Exercise data
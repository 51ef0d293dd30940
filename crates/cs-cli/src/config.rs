//! Configuration loading and management.

use std::path::{Path, PathBuf};

use anyhow::{Context, ensure};
use chrono_tz::Tz;
use cs_core::classify::{
    DEFAULT_LOOKBACK_DAYS, DEFAULT_NUM_PREVIOUS_EVENTS, DEFAULT_OUTLIER_THRESHOLD,
};
use cs_core::{ClassifierConfig, ExtractorConfig};
use figment::Figment;
use figment::providers::{Env, Format, Serialized, Toml};
use rust_decimal::Decimal;
use serde::{Deserialize, Serialize};

/// Application configuration.
#[derive(Debug, Clone, Serialize, Deserialize)]
pub struct Config {
    /// Path to the database file.
    pub database_path: PathBuf,

    /// IANA zone for the events' local date/time fields.
    pub local_timezone: String,

    /// How far before a zero reading to look for the session start.
    pub session_window_minutes: i64,

    /// Margin beyond the lightest/heaviest cat before an event is an outlier.
    pub outlier_threshold: Decimal,

    /// Recent events averaged into a cat's expected weight.
    pub num_previous_events: usize,

    /// Days of event history scanned when classifying.
    pub lookback_days: u32,
}

impl Default for Config {
    fn default() -> Self {
        let data_dir = dirs_data_path().unwrap_or_else(|| PathBuf::from("."));
        Self {
            database_path: data_dir.join("catscale.db"),
            local_timezone: "America/New_York".to_string(),
            session_window_minutes: 30,
            outlier_threshold: DEFAULT_OUTLIER_THRESHOLD,
            num_previous_events: DEFAULT_NUM_PREVIOUS_EVENTS,
            lookback_days: DEFAULT_LOOKBACK_DAYS,
        }
    }
}

impl Config {
    /// Loads configuration, optionally from a specific file.
    #[expect(
        clippy::result_large_err,
        reason = "figment::Error is large but only returned at startup"
    )]
    pub fn load_from(config_path: Option<&Path>) -> Result<Self, figment::Error> {
        let mut figment = Figment::from(Serialized::defaults(Self::default()));

        // Load from default config location
        if let Some(config_dir) = dirs_config_path() {
            figment = figment.merge(Toml::file(config_dir.join("config.toml")));
        }

        // Load from specified config file
        if let Some(path) = config_path {
            figment = figment.merge(Toml::file(path));
        }

        // Load from environment variables (CS_*)
        figment = figment.merge(Env::prefixed("CS_"));

        figment.extract()
    }

    /// Session extraction settings.
    pub fn extractor_config(&self) -> anyhow::Result<ExtractorConfig> {
        ensure!(
            self.session_window_minutes > 0,
            "session_window_minutes must be positive, got {}",
            self.session_window_minutes
        );
        let local_tz: Tz = self
            .local_timezone
            .parse()
            .map_err(|e| anyhow::anyhow!("{e}"))
            .with_context(|| format!("invalid local_timezone {:?}", self.local_timezone))?;
        Ok(ExtractorConfig {
            window_ms: self.session_window_minutes * 60 * 1000,
            local_tz,
        })
    }

    /// Classification settings.
    pub fn classifier_config(&self) -> anyhow::Result<ClassifierConfig> {
        ensure!(
            self.outlier_threshold >= Decimal::ZERO,
            "outlier_threshold must not be negative, got {}",
            self.outlier_threshold
        );
        ensure!(
            self.num_previous_events > 0,
            "num_previous_events must be at least 1"
        );
        ensure!(self.lookback_days > 0, "lookback_days must be at least 1");
        Ok(ClassifierConfig {
            outlier_threshold: self.outlier_threshold,
            num_previous_events: self.num_previous_events,
            lookback_days: self.lookback_days,
        })
    }
}

/// Returns the platform-specific config directory for catscale.
fn dirs_config_path() -> Option<PathBuf> {
    dirs::config_dir().map(|p| p.join("catscale"))
}

/// Returns the platform-specific data directory for catscale.
///
/// On Linux: `~/.local/share/catscale`
pub fn dirs_data_path() -> Option<PathBuf> {
    dirs::data_dir().map(|p| p.join("catscale"))
}
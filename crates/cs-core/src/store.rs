//! Interfaces to the storage collaborators.
//!
//! The extractor and the classifier never open a connection themselves; the
//! caller hands them something implementing these traits.

use thiserror::Error;

use crate::event::Event;
use crate::identity::Identity;
use crate::keys::{KeyRange, StoreKey};
use crate::reading::Reading;
use crate::types::Label;

/// A failure reported by a storage backend.
#[derive(Debug, Error)]
#[error("store error: {0}")]
pub struct StoreError(Box<dyn std::error::Error + Send + Sync>);

impl StoreError {
    pub fn new(source: impl Into<Box<dyn std::error::Error + Send + Sync>>) -> Self {
        Self(source.into())
    }
}

/// Read access to raw readings.
pub trait ReadingStore {
    /// Returns readings whose key lies in `range`, in any order.
    fn readings_in_range(&self, range: &KeyRange) -> Result<Vec<Reading>, StoreError>;
}

/// Read/write access to derived events.
pub trait EventStore {
    /// Returns events whose key lies in `range`, in any order.
    fn events_in_range(&self, range: &KeyRange) -> Result<Vec<Event>, StoreError>;

    /// Inserts a new event under its own key.
    fn put_event(&mut self, event: &Event) -> Result<(), StoreError>;

    /// Sets the label of the event stored at exactly `key`.
    ///
    /// Returns false if no such event exists.
    fn set_event_label(&mut self, key: &StoreKey, label: &Label) -> Result<bool, StoreError>;
}

/// Read access to the configured cats.
pub trait IdentitySource {
    fn identities(&self) -> Result<Vec<Identity>, StoreError>;
}
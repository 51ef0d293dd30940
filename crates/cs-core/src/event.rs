//! Weighing events derived from sessions.

use rust_decimal::Decimal;
use serde::{Deserialize, Serialize};

use crate::keys::StoreKey;
use crate::types::Label;

/// One weighing, summarized from a session of readings.
///
/// An event is created unlabeled and receives its label exactly once.
#[derive(Debug, Clone, PartialEq, Eq, Serialize, Deserialize)]
pub struct Event {
    /// Timestamp (ms) of the last non-zero reading of the session.
    pub timestamp: i64,
    pub date_utc: String,
    pub time_utc: String,
    pub date_local: String,
    pub time_local: String,
    /// Seconds between the first and last reading, one decimal place.
    pub elapsed_sec: Decimal,
    /// Peak weight seen during the session.
    pub weight: Decimal,
    #[serde(default, skip_serializing_if = "Option::is_none")]
    pub cat: Option<Label>,
}

impl Event {
    /// The storage key; identical to the key of the session's last reading.
    pub fn key(&self) -> StoreKey {
        StoreKey {
            date: self.date_utc.clone(),
            time: self.time_utc.clone(),
        }
    }

    pub const fn is_labeled(&self) -> bool {
        self.cat.is_some()
    }

    /// Returns a copy of this event carrying `label`.
    #[must_use]
    pub fn with_label(&self, label: Label) -> Self {
        Self {
            cat: Some(label),
            ..self.clone()
        }
    }
}
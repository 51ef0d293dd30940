//! Session extraction from the raw reading stream.
//!
//! A session is the run of non-zero readings between two zero readings. When
//! a zero, non-tare reading arrives, the readings of the preceding window are
//! fetched and the run that ended at that zero is summarized into an
//! [`Event`].
//!
//! # Algorithm
//!
//! 1. Fetch every reading in `[ts - window, ts]` (one query per UTC date).
//! 2. Sort newest first; the newest entry must be the zero reading at `ts`.
//! 3. Drop it and cut the rest at the next zero reading.
//! 4. Whatever remains is the session; an empty remainder means no event.

use chrono_tz::Tz;
use rust_decimal::{Decimal, RoundingStrategy};
use thiserror::Error;

use crate::event::Event;
use crate::keys::{StoreKey, local_key, partition_ranges};
use crate::reading::Reading;
use crate::store::{ReadingStore, StoreError};
use crate::types::ValidationError;

/// Default lookback before a zero reading: 30 minutes.
pub const DEFAULT_WINDOW_MS: i64 = 30 * 60 * 1000;

#[derive(Debug, Error)]
pub enum ExtractError {
    #[error(transparent)]
    Store(#[from] StoreError),
    #[error(transparent)]
    Validation(#[from] ValidationError),
}

/// Configuration for session extraction.
#[derive(Debug, Clone)]
pub struct ExtractorConfig {
    /// How far back from the zero reading to look for the session start.
    pub window_ms: i64,
    /// Zone for the event's local date/time fields.
    pub local_tz: Tz,
}

impl Default for ExtractorConfig {
    fn default() -> Self {
        Self {
            window_ms: DEFAULT_WINDOW_MS,
            local_tz: chrono_tz::America::New_York,
        }
    }
}

/// The readings of one weighing, newest first. Never empty.
#[derive(Debug, Clone, PartialEq, Eq)]
pub struct Session {
    readings: Vec<Reading>,
}

impl Session {
    pub fn readings(&self) -> &[Reading] {
        &self.readings
    }

    /// The last reading before the scale returned to zero.
    pub fn end(&self) -> &Reading {
        &self.readings[0]
    }

    /// The first reading of the run (or of the window, if no earlier zero).
    pub fn start(&self) -> &Reading {
        &self.readings[self.readings.len() - 1]
    }

    pub fn peak_weight(&self) -> Decimal {
        self.readings
            .iter()
            .map(|r| r.weight)
            .max()
            .unwrap_or(Decimal::ZERO)
    }

    /// Session duration in seconds, rounded half-to-even to one decimal.
    pub fn elapsed_sec(&self) -> Decimal {
        let elapsed_ms = self.end().timestamp - self.start().timestamp;
        Decimal::new(elapsed_ms, 3).round_dp_with_strategy(1, RoundingStrategy::MidpointNearestEven)
    }

    /// Summarizes the session as an unlabeled event.
    pub fn to_event(&self, tz: Tz) -> Result<Event, ValidationError> {
        // Keyed by the session's last reading, not its first.
        let end = self.end();
        let utc = StoreKey::from_timestamp_ms(end.timestamp)?;
        let local = local_key(end.timestamp, tz)?;
        Ok(Event {
            timestamp: end.timestamp,
            date_utc: utc.date,
            time_utc: utc.time,
            date_local: local.date,
            time_local: local.time,
            elapsed_sec: self.elapsed_sec(),
            weight: self.peak_weight(),
            cat: None,
        })
    }
}

/// Cuts the session that ended with the zero reading at `trigger_ts`.
///
/// `readings` is the whole lookback window in any order. Returns `None` when
/// the newest reading is not a zero at `trigger_ts` (a stale or out-of-order
/// trigger) or when no non-zero reading precedes it.
pub fn extract_session(mut readings: Vec<Reading>, trigger_ts: i64) -> Option<Session> {
    readings.sort_by(|a, b| b.timestamp.cmp(&a.timestamp));

    let newest = readings.first()?;
    if newest.timestamp != trigger_ts || !newest.is_zero() {
        tracing::debug!(
            trigger_ts,
            newest_ts = newest.timestamp,
            "newest reading is not the triggering zero"
        );
        return None;
    }
    readings.remove(0);

    if let Some(idx) = readings.iter().position(Reading::is_zero) {
        readings.truncate(idx);
    }

    if readings.is_empty() {
        None
    } else {
        Some(Session { readings })
    }
}

/// Builds events from the reading store.
pub struct SessionExtractor<'a, S: ?Sized> {
    store: &'a S,
    config: &'a ExtractorConfig,
}

impl<'a, S: ReadingStore + ?Sized> SessionExtractor<'a, S> {
    pub const fn new(store: &'a S, config: &'a ExtractorConfig) -> Self {
        Self { store, config }
    }

    /// Fetches the lookback window before the zero reading at `ts` and
    /// summarizes the session it closes.
    ///
    /// `Ok(None)` is the ordinary outcome for a zero that closed nothing.
    pub fn extract(&self, ts: i64) -> Result<Option<Event>, ExtractError> {
        let mut readings = Vec::new();
        for range in partition_ranges(ts - self.config.window_ms, ts)? {
            let batch = self.store.readings_in_range(&range)?;
            tracing::debug!(date = %range.date, count = batch.len(), "fetched readings");
            readings.extend(batch);
        }

        let Some(session) = extract_session(readings, ts) else {
            tracing::debug!(ts, "no session precedes zero reading");
            return Ok(None);
        };
        let event = session.to_event(self.config.local_tz)?;
        tracing::info!(
            ts = event.timestamp,
            weight = %event.weight,
            elapsed_sec = %event.elapsed_sec,
            "extracted event"
        );
        Ok(Some(event))
    }
}
//! Storage layer for the cat scale.
//!
//! Provides persistence for readings, events and cat settings using `rusqlite`.
//!
//! # Thread Safety
//!
//! The [`Database`] type wraps a `rusqlite::Connection`, which is `Send` but not `Sync`.
//! A `Database` instance can be moved between threads but cannot be shared
//! across threads without external synchronization.
//!
//! # Schema
//!
//! ## Keys
//!
//! `readings` and `events` are keyed by `(sample_date, sample_time)`, the UTC
//! date partition (`YYYY.MM.DD`) and time of day (`HH:MM:SS:mmm`) derived from
//! the record's millisecond timestamp. Range queries always stay inside one
//! `sample_date`; windows spanning midnight are split by the caller.
//!
//! ## Decimals
//!
//! Weights and durations are stored as TEXT holding the decimal's canonical
//! string, so values read back are exactly what was written.
//!
//! ## Cat settings
//!
//! `cat_settings` rows are keyed by `(setting_type, name)`; the only setting
//! type in use is [`CAT_DEFINITION`]. Each cat's owner-defined weights live in
//! `cat_defined_weights`.

use std::path::Path;
use std::str::FromStr;

use cs_core::{
    CatName, DefinedWeight, Event, EventStore, Identity, IdentitySource, KeyRange, Label, Reading,
    ReadingStore, StoreError, StoreKey, ValidationError,
};
use rusqlite::{Connection, OptionalExtension, params};
use rust_decimal::Decimal;
use thiserror::Error;

/// Setting type under which cats are defined.
pub const CAT_DEFINITION: &str = "cat-definition";
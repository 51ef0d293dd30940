//! Configured cats and their owner-declared weights.

use rust_decimal::Decimal;
use serde::{Deserialize, Serialize};

use crate::types::CatName;

/// A weight declared by the owner, valid from `timestamp` onwards.
#[derive(Debug, Clone, PartialEq, Eq, Serialize, Deserialize)]
pub struct DefinedWeight {
    /// Milliseconds since the Unix epoch.
    pub timestamp: i64,
    pub weight: Decimal,
}

/// A cat as stored in the configuration table.
#[derive(Debug, Clone, PartialEq, Eq, Serialize, Deserialize)]
pub struct Identity {
    pub name: CatName,
    #[serde(default)]
    pub defined_weights: Vec<DefinedWeight>,
}

impl Identity {
    /// The most recent defined weight at or before `ts`.
    ///
    /// Among entries sharing a timestamp, the one listed last wins.
    pub fn defined_weight_at(&self, ts: i64) -> Option<&DefinedWeight> {
        self.defined_weights
            .iter()
            .filter(|w| w.timestamp <= ts)
            .max_by_key(|w| w.timestamp)
    }
}
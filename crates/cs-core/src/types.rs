//! Core type definitions with validation.

use std::fmt;
use std::str::FromStr;

use serde::{Deserialize, Serialize};
use thiserror::Error;

/// Label text for events lighter than every known cat.
pub const OUTLIER_LOW: &str = "OUTLIER_LOW";
/// Label text for events heavier than every known cat.
pub const OUTLIER_HIGH: &str = "OUTLIER_HIGH";
/// Label text for events that fell between cat ranges.
pub const OUTLIER: &str = "OUTLIER";

const RESERVED_LABELS: [&str; 3] = [OUTLIER_LOW, OUTLIER_HIGH, OUTLIER];

/// Validation errors for core types.
#[derive(Debug, Error, Clone, PartialEq, Eq)]
pub enum ValidationError {
    /// The provided value was empty.
    #[error("{field} cannot be empty")]
    Empty { field: &'static str },

    /// A cat name collided with one of the outlier labels.
    #[error("{name} is reserved for outlier labels")]
    ReservedName { name: String },

    /// A millisecond timestamp outside the range chrono can represent.
    #[error("timestamp out of range: {0} ms")]
    TimestampOutOfRange(i64),

    /// A date partition string that is not `YYYY.MM.DD`.
    #[error("invalid date partition: {0}")]
    InvalidDate(String),
}

/// A validated cat name.
///
/// Cat names must be non-empty and must not shadow an outlier label, so a
/// stored label can always be read back unambiguously.
#[derive(Debug, Clone, PartialEq, Eq, Hash, PartialOrd, Ord, Serialize, Deserialize)]
#[serde(try_from = "String", into = "String")]
pub struct CatName(String);

impl CatName {
    /// Creates a new name after validation.
    pub fn new(name: impl Into<String>) -> Result<Self, ValidationError> {
        let name = name.into();
        if name.trim().is_empty() {
            return Err(ValidationError::Empty { field: "cat name" });
        }
        if RESERVED_LABELS.contains(&name.as_str()) {
            return Err(ValidationError::ReservedName { name });
        }
        Ok(Self(name))
    }

    /// Returns the name as a string slice.
    pub fn as_str(&self) -> &str {
        &self.0
    }
}

impl TryFrom<String> for CatName {
    type Error = ValidationError;

    fn try_from(value: String) -> Result<Self, Self::Error> {
        Self::new(value)
    }
}

impl From<CatName> for String {
    fn from(name: CatName) -> Self {
        name.0
    }
}

impl fmt::Display for CatName {
    fn fmt(&self, f: &mut fmt::Formatter<'_>) -> fmt::Result {
        write!(f, "{}", self.0)
    }
}

impl AsRef<str> for CatName {
    fn as_ref(&self) -> &str {
        &self.0
    }
}

/// The classification assigned to an event.
///
/// The text form is what lands in the event table's `cat` column.
#[derive(Debug, Clone, PartialEq, Eq, Hash)]
pub enum Label {
    /// The event belongs to a known cat.
    Cat(CatName),
    /// Below every cat's range.
    OutlierLow,
    /// At or above every cat's range.
    OutlierHigh,
    /// Matched no range although it lies between the lightest and heaviest cat.
    Outlier,
}

impl Label {
    /// Returns true for any of the outlier variants.
    #[must_use]
    pub const fn is_outlier(&self) -> bool {
        !matches!(self, Self::Cat(_))
    }

    /// Returns the cat name when the label names one.
    pub const fn cat(&self) -> Option<&CatName> {
        match self {
            Self::Cat(name) => Some(name),
            _ => None,
        }
    }

    pub fn as_str(&self) -> &str {
        match self {
            Self::Cat(name) => name.as_str(),
            Self::OutlierLow => OUTLIER_LOW,
            Self::OutlierHigh => OUTLIER_HIGH,
            Self::Outlier => OUTLIER,
        }
    }
}

impl fmt::Display for Label {
    fn fmt(&self, f: &mut fmt::Formatter<'_>) -> fmt::Result {
        f.write_str(self.as_str())
    }
}

impl FromStr for Label {
    type Err = ValidationError;

    fn from_str(s: &str) -> Result<Self, Self::Err> {
        match s {
            OUTLIER_LOW => Ok(Self::OutlierLow),
            OUTLIER_HIGH => Ok(Self::OutlierHigh),
            OUTLIER => Ok(Self::Outlier),
            _ => CatName::new(s).map(Self::Cat),
        }
    }
}

impl Serialize for Label {
    fn serialize<S>(&self, serializer: S) -> Result<S::Ok, S::Error>
    where
        S: serde::Serializer,
    {
        serializer.serialize_str(self.as_str())
    }
}

impl<'de> Deserialize<'de> for Label {
    fn deserialize<D>(deserializer: D) -> Result<Self, D::Error>
    where
        D: serde::Deserializer<'de>,
    {
        let s = String::deserialize(deserializer)?;
        s.parse().map_err(serde::de::Error::custom)
    }
}
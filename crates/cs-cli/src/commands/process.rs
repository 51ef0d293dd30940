//! Process command: run a trigger stage over a batch of change notifications.

use std::io::{Read, Write};

use anyhow::{Context, Result};
use cs_core::{BatchReport, ChangeBatch};
use cs_core::trigger::{process_event_changes, process_reading_changes};
use cs_db::Database;

use crate::{Config, Stage};

pub fn run<R: Read, W: Write>(
    reader: R,
    writer: &mut W,
    db: &mut Database,
    stage: Stage,
    config: &Config,
) -> Result<BatchReport> {
    let batch: ChangeBatch =
        serde_json::from_reader(reader).context("invalid change notification batch")?;
    tracing::debug!(records = batch.records.len(), ?stage, "processing batch");

    let report = match stage {
        Stage::Readings => process_reading_changes(db, &batch, &config.extractor_config()?)?,
        Stage::Events => process_event_changes(db, &batch, &config.classifier_config()?)?,
    };
    writeln!(writer, "{report}")?;
    Ok(report)
}
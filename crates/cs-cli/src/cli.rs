//! Command-line argument definitions.

use std::path::PathBuf;

use clap::{Parser, Subcommand, ValueEnum};

/// Cat scale event pipeline.
///
/// Turns raw scale readings into weighing events and labels each event with
/// the cat that most likely caused it.
#[derive(Debug, Parser)]
#[command(name = "catscale", version, about, long_about = None)]
pub struct Cli {
    /// Enable verbose output.
    #[arg(short, long, global = true)]
    pub verbose: bool,

    /// Path to config file.
    #[arg(short, long, global = true)]
    pub config: Option<PathBuf>,

    #[command(subcommand)]
    pub command: Option<Commands>,
}

/// Available subcommands.
#[derive(Debug, Subcommand)]
pub enum Commands {
    /// Store readings (JSONL on stdin) and run the pipeline on them.
    Ingest,

    /// Process a batch of change notifications (JSON on stdin).
    Process {
        /// Which table the notifications come from.
        #[arg(value_enum)]
        stage: Stage,
    },

    /// Classify the stored event at a timestamp.
    Classify {
        /// Event timestamp in milliseconds since the epoch.
        #[arg(long)]
        timestamp: i64,

        /// Print the label without storing it.
        #[arg(long)]
        dry_run: bool,
    },

    /// List stored events for a UTC date.
    Events {
        /// Date partition (YYYY.MM.DD); defaults to today (UTC).
        #[arg(long)]
        date: Option<String>,

        /// Output as JSONL.
        #[arg(long)]
        json: bool,
    },

    /// Manage cat definitions.
    #[command(subcommand)]
    Cats(CatsAction),

    /// Show database status.
    Status,
}

/// Notification source for `process`.
#[derive(Debug, Clone, Copy, PartialEq, Eq, ValueEnum)]
pub enum Stage {
    /// Raw reading changes; zero readings produce events.
    Readings,
    /// Event changes; unlabeled events get classified.
    Events,
}

/// Cat definition subcommands.
#[derive(Debug, Subcommand)]
pub enum CatsAction {
    /// Define a cat's weight from a point in time onwards.
    SetWeight {
        /// Cat name.
        #[arg(long)]
        name: String,

        /// Weight in scale units.
        #[arg(long)]
        weight: String,

        /// When the weight takes effect: RFC 3339, epoch milliseconds, or
        /// relative (e.g. "2 days ago"). Defaults to now.
        #[arg(long)]
        at: Option<String>,
    },

    /// List defined cats and their weights.
    List {
        /// Output as JSON.
        #[arg(long)]
        json: bool,
    },
}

Your instructions
Nothing but an exact copy of the lines from the first one above through the line holding "use figment::Figment;" should be returned.

The answer
repository 51ef0d293dd30940
filename crates/cs-cli/src/config.rs
//! Configuration loading and management.

use std::path::{Path, PathBuf};

use anyhow::{Context, ensure};
use chrono_tz::Tz;
use cs_core::classify::{
    DEFAULT_LOOKBACK_DAYS, DEFAULT_NUM_PREVIOUS_EVENTS, DEFAULT_OUTLIER_THRESHOLD,
};
use cs_core::{ClassifierConfig, ExtractorConfig};
use figment::Figment;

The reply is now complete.